Body of Evidence. Patricia D Cornwell

I wanted to see Mark. I realized it wasn’t professional necessity, but a weakness that I had believed I had completely overcome. I was alternately thrilled and disgusted with myself. I did not trust him, but I wanted to desperately. He’s not the Mark you once knew, and even if he was, remember what he did to you. And no matter what my mind said, my emotions would not listen.

I went through twenty pages of a novel written by Beryl Madison as Adair Wilds and had no earthly idea what I had read. Historical romances are not my favorite, and this one, in truth, wouldn’t win any prizes. Beryl wrote well, her prose sometimes breaking into song, but the story limped along on wooden feet. It was the sort of pulp that was written almost to formula, and I wondered if she might have succeeded at the literature she aspired to write had she lived.

The pilot’s voice suddenly announced we would be landing in ten minutes. Below, the city was a dazzling circuit board with tiny lights moving along highways and tower lights winking red from the tops of skyscrapers.

Minutes later, I pulled my suit bag out of the storage compartment and passed through the boarding bridge into the madness of La Guardia. I turned, rather startled, at the pressure of a hand on my elbow. Mark was behind me, smiling.

“Thank God,” I said with relief.

“What? You thought I was a purse snatcher?” he asked dryly.

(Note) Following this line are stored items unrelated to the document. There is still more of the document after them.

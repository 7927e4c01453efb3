// SPDX-License-Identifier: MPL-2.0
//! Video playback port.
//!
//! A [`VideoSurface`] opens one [`PlaybackSession`] per video. Sessions are
//! driven by commands and report back through the [`EventSink`] given at open
//! time: decoded frames and every playback transition, including the ones the
//! caller did not ask for (end of stream, decode failure).
//!
//! # Design Notes
//!
//! - Sessions are **stateful** and owned by a single caller
//! - Commands never block; decoding runs on its own thread
//! - Dropping a session stops it

use crate::domain::video::{PlaybackEvent, PlaybackFailure, VideoFrame};
use std::sync::Arc;

/// What a session reports.
#[derive(Debug, Clone, PartialEq, Eq)]
pub enum SurfaceEvent {
    Frame(VideoFrame),
    Playback(PlaybackEvent),
}

/// Receives the events of one session, from the decoding thread.
pub type EventSink = Arc<dyn Fn(SurfaceEvent) + Send + Sync>;

/// A single open video.
pub trait PlaybackSession: Send {
    /// Starts or resumes playback. A session that reached the end restarts
    /// from the beginning.
    fn play(&mut self);

    fn pause(&mut self);

    fn set_muted(&mut self, muted: bool);

    /// Releases the decoder. Later commands are ignored.
    fn stop(&mut self);
}

pub trait VideoSurface: Send + Sync {
    /// Opens `url` paused.
    ///
    /// # Errors
    ///
    /// Returns a [`PlaybackFailure`] when the reference cannot be played at
    /// all. Failures found while decoding arrive through `sink` instead.
    fn open(
        &self,
        url: &str,
        muted: bool,
        sink: EventSink,
    ) -> Result<Box<dyn PlaybackSession>, PlaybackFailure>;
}
// SPDX-License-Identifier: MPL-2.0
//! Event subscriptions for the application.

use super::Message;
use crate::ui::admin::dashboard;
use crate::ui::storefront;
use iced::{event, time, window, Subscription};
use std::time::Duration;

/// Frame interval while something moves on screen.
const ANIMATION_TICK: Duration = Duration::from_millis(16);
/// Interval used only for toast auto-dismiss.
const NOTIFICATION_TICK: Duration = Duration::from_millis(100);
/// How often the dashboard reloads its visit stats.
const VISITS_REFRESH: Duration = Duration::from_secs(30);

/// Creates a periodic tick subscription for carousel slides, image fade-ins
/// and notification auto-dismiss. No tick runs while the UI is idle.
pub fn create_tick_subscription(
    animating: bool,
    fading: bool,
    has_notifications: bool,
) -> Subscription<Message> {
    if animating || fading {
        time::every(ANIMATION_TICK).map(Message::Tick)
    } else if has_notifications {
        time::every(NOTIFICATION_TICK).map(Message::Tick)
    } else {
        Subscription::none()
    }
}

/// Feeds the window size to the storefront so lazy loading sees the real
/// viewport.
pub fn create_window_size_subscription() -> Subscription<Message> {
    event::listen_with(|event, _status, _window_id| match event {
        event::Event::Window(window::Event::Opened { size, .. })
        | event::Event::Window(window::Event::Resized(size)) => Some(Message::Storefront(
            storefront::Message::WindowResized(size),
        )),
        _ => None,
    })
}

/// Periodic visit stats refresh while the dashboard is shown.
pub fn create_visits_refresh_subscription(on_dashboard: bool) -> Subscription<Message> {
    if on_dashboard {
        time::every(VISITS_REFRESH)
            .map(|_| Message::Dashboard(dashboard::Message::RefreshVisits))
    } else {
        Subscription::none()
    }
}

“If you had been, you wouldn’t be standing,” I said.

“I don’t doubt that.”

He began steering me through the terminal. “Your only bag?”

“Yes.”

“Good.”

Out front, we got a cab piloted by a bearded Sikh in a maroon turban whose name was Munjar, according to the ID clamped to his visor. He and Mark shouted at each other until Munjar appeared to understand our destination.

“You haven’t eaten, I hope,” Mark said to me.

“Nothing but smoked almonds …” I fell against his shoulder as we screeched from lane to lane.

“There’s a good steak house not far from the hotel,” Mark said loudly. “Figured we’d just eat there since I don’t know a damn thing about getting around in this city.”

Just getting to the hotel would do, I thought, as Munjar began an unsolicited monologue about how he had come to this country to get married, and had a December wedding planned even though he had no prospects for a wife at the moment. He went on to inform us that he had been driving a cab for only three weeks, and had learned how to drive in the Punjab, where he had started driving a tractor at the age of seven.

The traffic was bumper to bumper, with yellow cabs whirling dervishes in the dark. When we arrived in mid-town we passed a steady flow of people in evening dress adding to the long line outside Carnegie Hall. The bright lights and people in furs and black ties stirred old memories.

Mark and I used to love the theater, the symphony, the opera.

The cab stopped at the Omni Park Central, an impressive tower of lights near the theater district at the corner of Fifty-fifth and Seventh. Mark snatched up my bag and I followed him inside the elegant lobby, where he checked me in and had my bag sent up to my room. Minutes later we were walking through the sharp night air. I was grateful I had brought my overcoat. It felt cold enough to snow. In three blocks we were at Gallagher’s, the nightmare of every cow and coronary artery and the fantasy of every red meat lover. The front window was a meat locker behind glass, an enormous display of every cut of meat imaginable. Inside was a shrine to celebrities, autographed photographs covering the walls.

The din was loud and the bartender mixed our drinks very strong. I lit a cigarette and took a quick survey. Tables were arranged close together, typical for New York restaurants. Two businessmen were engrossed in conversation to our left, the table to our right empty, the one beyond that occupied by a strikingly handsome young man working on the New York Times and a beer. I took a long look at Mark, trying to read his face. He was tight around the eyes and playing with his Scotch.